診療放射線技師の就職先には、下記の場所が挙げられます。
・総合病院(大学病院、国公立病院含む)
様々な診療科の検査を担当するケースが多く、幅広い知識や最新の技術を身に付けることができる。
・専門病院(クリニック含む)
特定の診療科を専門とするので、行う検査の範囲が限定される可能性がある。また、人員に限りがあるので、検査を一任されたり、事務作業など専門外の業務を任されたりすることもある。
・健診および検査機関
レントゲン、マンモグラフィ、消化管造影検査、CT、MRIなど、健診などで一般的に行う検査を担当する。
・医療機器の関連会社
アプリケーションスペシャリスト(専門知識を活かし、医療機器の導入支援などを行う技術者)として働くケースが多い。
診療放射線技師の年収・給料

厚生労働省が調査したデータによると、診療放射線技師の平均年収は約540万円です。
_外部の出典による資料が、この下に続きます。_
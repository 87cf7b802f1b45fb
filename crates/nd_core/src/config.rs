use std::ops::RangeInclusive;
use std::str::FromStr;

use tracing::warn;

use crate::preferences::KeyValues;

pub const DEFAULT_MAX_ARTICLE_HOURS: i64 = 6;
pub const DEFAULT_MAX_TOPICS: usize = 7;
pub const DEFAULT_MAX_ARTICLES_PER_TOPIC: usize = 1;
pub const DEFAULT_DEMOTE_FACTOR: f64 = 0.5;
pub const DEFAULT_TIMEZONE: &str = "America/New_York";
/// Longest accepted article age: one year.
pub const MAX_ARTICLE_HOURS_LIMIT: i64 = 24 * 365;

/// Run settings read from the remote key-value config table.
#[derive(Debug, Clone, PartialEq)]
pub struct Settings {
    /// Feed items older than this many hours are ignored.
    pub max_article_hours: i64,
    pub max_topics: usize,
    pub max_articles_per_topic: usize,
    pub demote_factor: f64,
    /// IANA zone name used when rendering dates.
    pub timezone: String,
}

impl Default for Settings {
    fn default() -> Self {
        Self {
            max_article_hours: DEFAULT_MAX_ARTICLE_HOURS,
            max_topics: DEFAULT_MAX_TOPICS,
            max_articles_per_topic: DEFAULT_MAX_ARTICLES_PER_TOPIC,
            demote_factor: DEFAULT_DEMOTE_FACTOR,
            timezone: DEFAULT_TIMEZONE.to_string(),
        }
    }
}

impl Settings {
    /// Overlays the known keys of `values` on the defaults. Values that do not
    /// parse are reported and left at their default.
    pub fn from_key_values(values: &KeyValues) -> Self {
        let defaults = Self::default();
        Self {
            max_article_hours: lookup_in_range(
                values,
                "MAX_ARTICLE_HOURS",
                1..=MAX_ARTICLE_HOURS_LIMIT,
                defaults.max_article_hours,
            ),
            max_topics: lookup(values, "MAX_TOPICS", defaults.max_topics),
            max_articles_per_topic: lookup(values, "MAX_ARTICLES_PER_TOPIC", defaults.max_articles_per_topic),
            demote_factor: lookup(values, "DEMOTE_FACTOR", defaults.demote_factor),
            timezone: values
                .get("TIMEZONE")
                .map(|tz| tz.trim().to_string())
                .filter(|tz| !tz.is_empty())
                .unwrap_or(defaults.timezone),
        }
    }
}

fn lookup<T>(values: &KeyValues, key: &str, default: T) -> T
where
    T: FromStr + Copy,
    T::Err: std::fmt::Display,
{
    let Some(raw) = values.get(key) else {
        return default;
    };
    let raw = raw.trim();
    // Sheets export whole numbers as "6.0" now and then.
    let parsed = raw
        .parse::<T>()
        .or_else(|e| raw.strip_suffix(".0").map(str::parse::<T>).unwrap_or(Err(e)));
    match parsed {
        Ok(value) => value,
        Err(e) => {
            warn!("Invalid value {:?} for {}: {}; using default", raw, key, e);
            default
        }
    }
}

fn lookup_in_range<T>(values: &KeyValues, key: &str, range: RangeInclusive<T>, default: T) -> T
where
    T: FromStr + Copy + PartialOrd + std::fmt::Display,
    T::Err: std::fmt::Display,
{
    let value = lookup(values, key, default);
    if range.contains(&value) {
        value
    } else {
        warn!(
            "Value {} for {} is outside {}..={}; using default",
            value,
            key,
            range.start(),
            range.end()
        );
        default
    }
}

#[cfg(test)]
mod tests {
    use super::*;

    fn values(rows: &[(&str, &str)]) -> KeyValues {
        rows.iter().map(|(k, v)| (k.to_string(), v.to_string())).collect()
    }

    #[test]
    fn test_defaults_when_empty() {
        assert_eq!(Settings::from_key_values(&KeyValues::new()), Settings::default());
    }

    #[test]
    fn test_overrides_and_fallbacks() {
        let settings = Settings::from_key_values(&values(&[
            ("MAX_ARTICLE_HOURS", "12"),
            ("MAX_TOPICS", "five"),
            ("MAX_ARTICLES_PER_TOPIC", "3.0"),
            ("DEMOTE_FACTOR", "0.25"),
            ("TIMEZONE", "Europe/Madrid"),
            ("UNRELATED", "x"),
        ]));
        assert_eq!(settings.max_article_hours, 12);
        assert_eq!(settings.max_topics, DEFAULT_MAX_TOPICS);
        assert_eq!(settings.max_articles_per_topic, 3);
        assert_eq!(settings.demote_factor, 0.25);
        assert_eq!(settings.timezone, "Europe/Madrid");
    }

    #[test]
    fn test_out_of_range_article_hours_fall_back() {
        for raw in ["9999999999999", "0", "-4", "8761"] {
            let settings = Settings::from_key_values(&values(&[("MAX_ARTICLE_HOURS", raw)]));
            assert_eq!(settings.max_article_hours, DEFAULT_MAX_ARTICLE_HOURS, "value {}", raw);
        }
        let settings = Settings::from_key_values(&values(&[("MAX_ARTICLE_HOURS", "8760")]));
        assert_eq!(settings.max_article_hours, MAX_ARTICLE_HOURS_LIMIT);
    }
}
20~30代の年収はこれより低く、転職や年齢が上がるにつれ高くなる傾向がみられます。
診療放射線技師の給与には、住居や通勤などの一般的な手当の他、特殊業務手当が支給される場合があります。
診療放射線技師のやりがい

診療放射線技師が得られるやりがいには、下記のようなものが挙げられます。
・患者が回復したり、患者や家族から感謝されたりした時
・患者の状態を的確にとらえた画像が撮れた時
・医師から指名されたり、意見を求められたりするなど、仕事を評価された時
・医師や看護師などと連携し、医療チームの一員として貢献できた時
日本で人体への放射線照射が認められているのは、医師と歯科医師、そして診療放射線技師だけです。医療において放射線は多大な効果を持つので、医師の診断や患者の治療に大きく貢献できることが、診療放射線技師の仕事のやりがいと言えるでしょう。
診療放射線技師に向いている人

診療放射線技師には、下記のような人物像が求められます。診療放射線技師を目指そうと考えている人は、参考にしてみると良いでしょう。
・知的好奇心がある人
幅広い知識や技術を習得し、また継続的に学んでいく必要があるため。
・集中力や注意力がある人
危険物である放射線を扱うため。
・几帳面な人
撮影する画像は診断に使われるものであり、正確性が求められるため。
・体力がある人
身体が不自由な患者の移動介助などを行うため。
・コミュニケーション能力が高い人
患者が安心して検査を受けられるよう、相手を思いやり、説明や声掛けを行う必要があるため。
・パソコンを扱うことが好きな人
機器の操作や検査結果の管理など、パソコンを使う業務が多いため。
まとめ

診療放射線技師は放射線に関する知識と技術が必要な、専門性の高い技術職です。
放射線は医療において大きな効果を持つ反面、危険性が高く、慎重に取り扱わなければなりません。診療放射線技師は責任が大きい職業であり、医療現場に欠かせない重要なポジションと言えるでしょう。